━━━━━ MATERIAL TO PROCESS

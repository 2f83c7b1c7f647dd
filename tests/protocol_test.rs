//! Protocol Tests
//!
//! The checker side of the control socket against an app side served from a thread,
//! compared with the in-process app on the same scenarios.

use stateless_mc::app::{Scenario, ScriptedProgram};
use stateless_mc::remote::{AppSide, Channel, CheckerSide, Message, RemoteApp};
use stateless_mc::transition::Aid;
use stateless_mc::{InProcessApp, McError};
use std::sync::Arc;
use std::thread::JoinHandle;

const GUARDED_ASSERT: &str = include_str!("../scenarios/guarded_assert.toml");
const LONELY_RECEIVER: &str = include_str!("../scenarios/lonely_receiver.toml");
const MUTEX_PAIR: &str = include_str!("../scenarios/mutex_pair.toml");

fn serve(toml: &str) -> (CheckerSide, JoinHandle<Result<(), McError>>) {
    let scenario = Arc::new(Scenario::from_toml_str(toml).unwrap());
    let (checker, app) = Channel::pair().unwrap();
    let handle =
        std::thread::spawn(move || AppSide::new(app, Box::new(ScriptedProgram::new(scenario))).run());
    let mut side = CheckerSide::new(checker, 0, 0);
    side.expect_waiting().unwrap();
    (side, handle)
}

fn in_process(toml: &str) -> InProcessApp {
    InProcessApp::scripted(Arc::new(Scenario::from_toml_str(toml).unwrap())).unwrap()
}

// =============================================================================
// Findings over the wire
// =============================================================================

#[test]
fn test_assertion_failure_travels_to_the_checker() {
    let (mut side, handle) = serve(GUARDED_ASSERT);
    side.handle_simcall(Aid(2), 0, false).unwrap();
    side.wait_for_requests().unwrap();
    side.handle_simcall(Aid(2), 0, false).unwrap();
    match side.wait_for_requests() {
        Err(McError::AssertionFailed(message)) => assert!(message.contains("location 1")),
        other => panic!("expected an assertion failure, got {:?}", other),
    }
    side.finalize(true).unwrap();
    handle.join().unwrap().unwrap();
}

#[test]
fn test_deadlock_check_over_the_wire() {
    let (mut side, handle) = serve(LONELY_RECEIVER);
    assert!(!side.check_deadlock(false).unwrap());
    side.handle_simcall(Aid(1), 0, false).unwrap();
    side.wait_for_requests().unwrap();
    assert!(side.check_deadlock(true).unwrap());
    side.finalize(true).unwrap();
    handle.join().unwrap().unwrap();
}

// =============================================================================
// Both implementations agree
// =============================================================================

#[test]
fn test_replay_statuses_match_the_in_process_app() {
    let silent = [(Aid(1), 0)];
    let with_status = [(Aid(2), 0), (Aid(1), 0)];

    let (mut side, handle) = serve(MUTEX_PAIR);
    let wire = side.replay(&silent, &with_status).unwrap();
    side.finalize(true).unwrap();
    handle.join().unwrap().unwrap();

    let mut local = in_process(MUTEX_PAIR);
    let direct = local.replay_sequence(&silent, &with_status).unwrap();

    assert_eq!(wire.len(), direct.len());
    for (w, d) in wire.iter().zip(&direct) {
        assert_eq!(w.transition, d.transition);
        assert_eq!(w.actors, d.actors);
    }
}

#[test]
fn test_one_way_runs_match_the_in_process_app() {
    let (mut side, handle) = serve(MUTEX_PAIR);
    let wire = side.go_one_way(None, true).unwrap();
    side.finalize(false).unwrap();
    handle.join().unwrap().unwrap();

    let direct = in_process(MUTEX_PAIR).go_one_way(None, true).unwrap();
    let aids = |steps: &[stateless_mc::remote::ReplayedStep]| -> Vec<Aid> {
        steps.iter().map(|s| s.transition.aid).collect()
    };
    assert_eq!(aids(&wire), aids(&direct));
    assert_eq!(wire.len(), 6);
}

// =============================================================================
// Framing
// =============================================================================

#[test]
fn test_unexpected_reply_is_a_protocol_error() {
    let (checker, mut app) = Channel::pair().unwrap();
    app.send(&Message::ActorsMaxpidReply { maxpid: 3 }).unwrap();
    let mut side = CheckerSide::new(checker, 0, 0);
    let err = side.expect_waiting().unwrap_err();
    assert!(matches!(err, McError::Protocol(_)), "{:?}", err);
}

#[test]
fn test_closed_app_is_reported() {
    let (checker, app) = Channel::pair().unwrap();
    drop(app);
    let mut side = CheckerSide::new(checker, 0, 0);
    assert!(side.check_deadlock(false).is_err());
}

━━━━━━━━━━

• **EXERCISE**
Write the "let (checker, mut" line and all later lines exactly. Stop at the end of the data.

• **OUTPUT FOR THIS EXERCISE**
    let (checker, mut app) = Channel::pair().unwrap();
    app.send(&Message::ActorsMaxpidReply { maxpid: 3 }).unwrap();
    let mut side = CheckerSide::new(checker, 0, 0);
    let err = side.expect_waiting().unwrap_err();
    assert!(matches!(err, McError::Protocol(_)), "{:?}", err);
}

#[test]
fn test_closed_app_is_reported() {
    let (checker, app) = Channel::pair().unwrap();
    drop(app);
    let mut side = CheckerSide::new(checker, 0, 0);
    assert!(side.check_deadlock(false).is_err());
}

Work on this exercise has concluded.